Background: Sepsis-induced myocardial injury, also known as septic myocardial injury (MI), significantly elevates mortality during life-threatening organ dysfunction. While 2,4-dienoyl-CoA reductase 1 (DECR1), a well-recognized gene signature in septic myocardium and blood, and catalase (CAT), which mitigates cardiac anomalies by suppressing ferroptosis, the interaction between them during septic MI pathogenesis remains unclear. Therefore, this study investigates the underlying mechanism by which DECR1 regulates catalase-mediated ferroptosis to confer cardio-protection.

Methods: We established in vivo septic MI rat models and in vitro human monocytic leukemia cells (THP-1) cell models using 10 mg/kg and 1 μg/mL lipopolysaccharide (LPS), respectively. DECR1 was overexpressed in both systems using lentiviral vectors. Rat serum and peripheral blood mononuclear cells (PBMCs) were isolated for subsequent analyses. Myocardial function was assessed through echocardiography (ejection fraction, fractional shortening). Histopathology (Hematoxylin-Eosin (H&E), Masson's trichrome), oxidative stress markers (MDA, 4-HNE) levels, and ferroptosis-related indicators (PTGS2, ACSL4) were evaluated. Furthermore, the apoptosis rate (Terminal deoxynucleotidyl-transferase-mediated dUTP-nick-end labeling (TUNEL), caspase-3) as well as levels of inflammatory markers (tumor necrosis factor-α (TNF-α), interleukin-6 (IL-6); Enzyme-linked immunosorbent assay (ELISA)) were assessed. Additionally, THP-1 ferroptosis (C11-BODIPY fluorescence), apoptosis levels (annexin V/PI), and antioxidant activities (CAT, superoxidase dismutase (SOD)) were also evaluated.

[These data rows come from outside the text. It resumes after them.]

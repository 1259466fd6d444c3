pub mod render;
pub mod votes;

use std::time::Duration;

use anyhow::{Context, Result};
use votemap::{ClientConfig, GovTrackClient, ResolverConfig, VoteMapping, VoteResolver};

use crate::cli::BillArgs;

/// Resolve the bill's recorded House votes into a per-district mapping.
pub async fn resolve_votes(args: &BillArgs) -> Result<VoteMapping> {
    let client = GovTrackClient::new(ClientConfig {
        base_url: args.api_base.clone(),
        timeout: Duration::from_secs(args.timeout),
        ..ClientConfig::default()
    })?;

    let resolver = VoteResolver::new(client, ResolverConfig {
        congress: args.congress,
        bill_type: args.bill_type,
        ..ResolverConfig::default()
    });

    resolver.resolve(args.bill).await
        .with_context(|| format!("failed to resolve votes for {} {} ({}th congress)", args.bill_type, args.bill, args.congress))
}
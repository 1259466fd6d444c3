mod cli;
mod commands;

use tracing_subscriber::EnvFilter;

use cli::{Cli, Commands};
use commands::{render, votes};

/// `-v` raises the default level to debug, `-vv` to trace. `RUST_LOG` wins when set.
fn init_logging(verbose: u8) {
    let level = match verbose {
        0 => "info",
        1 => "debug",
        _ => "trace",
    };
    let filter = EnvFilter::try_from_default_env().unwrap_or_else(|_| EnvFilter::new(level));

    tracing_subscriber::fmt()
        .with_env_filter(filter)
        .with_writer(std::io::stderr)
        .init();
}

pub async fn run() -> anyhow::Result<()> {
    use clap::Parser;

    let cli = Cli::parse();
    init_logging(cli.verbose);

    match &cli.command {
        Commands::Render(args) => render::run(args).await,
        Commands::Votes(args) => votes::run(args).await,
    }
}

#[tokio::main(flavor = "current_thread")]
async fn main() -> anyhow::Result<()> { run().await }
use std::path::PathBuf;

use thiserror::Error;

/// Everything that can go wrong between the vote API and the output file.
#[derive(Debug, Error)]
pub enum Error {
    /// Bill or vote not found, or the API answered with an error payload.
    #[error("lookup failed: {0}")]
    Lookup(String),

    #[error("server returned {status}: {body}")]
    Http { status: u16, body: String },

    #[cfg(feature = "fetch")]
    #[error("HTTP request failed: {0}")]
    Transport(#[from] reqwest::Error),

    /// An embedded action payload could not be read. Never fatal on its own.
    #[error("parse error: {0}")]
    Parse(String),

    #[error("cannot read {}: {reason}", path.display())]
    Input { path: PathBuf, reason: String },

    #[error("invalid topology: {0}")]
    Topology(String),

    #[error("cannot write {}: {source}", path.display())]
    Output {
        path: PathBuf,
        #[source]
        source: std::io::Error,
    },

    #[error("render failed: {0}")]
    Render(String),
}

pub type Result<T, E = Error> = std::result::Result<T, E>;
//! Choropleth rendering: projection, district categories and SVG/PNG output.

mod category;
mod proj;
mod render;

pub use category::DisplayCategory;
pub use proj::AlbersUsa;
pub use render::{render, render_svg, ImageFormat, RenderOptions};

Results: In septic MI rats, DECR1 expression decreased in PBMCs, while its overexpression attenuated myocardial oxidative stress, accompanied by increased activities/expressions of CAT and SOD, reduced myocardial ferroptosis and histological anomalies, ameliorated cardiac dysfunction, and inhibited serous and myocardial inflammation and myocardial apoptosis (p < 0.05). Furthermore, DECR1 overexpression suppressed ferroptosis, enhanced CAT and SOD activities/expressions, and repressed apoptosis and inflammation in LPS-stimulated THP-1 cells (p < 0.05).

Conclusion: DECR1 deficiency in PBMCs exacerbates septic MI by promoting ferroptosis and inflammation. DECR1 overexpression activates CAT and SOD, thereby suppressing oxidative stress, macrophage ferroptosis, and apoptosis. This study is the first to demonstrate that PBMC-derived DECR1 regulates CAT activity to suppress ferroptosis and mitigate septic MI, offering a novel therapeutic approach for septic MI management.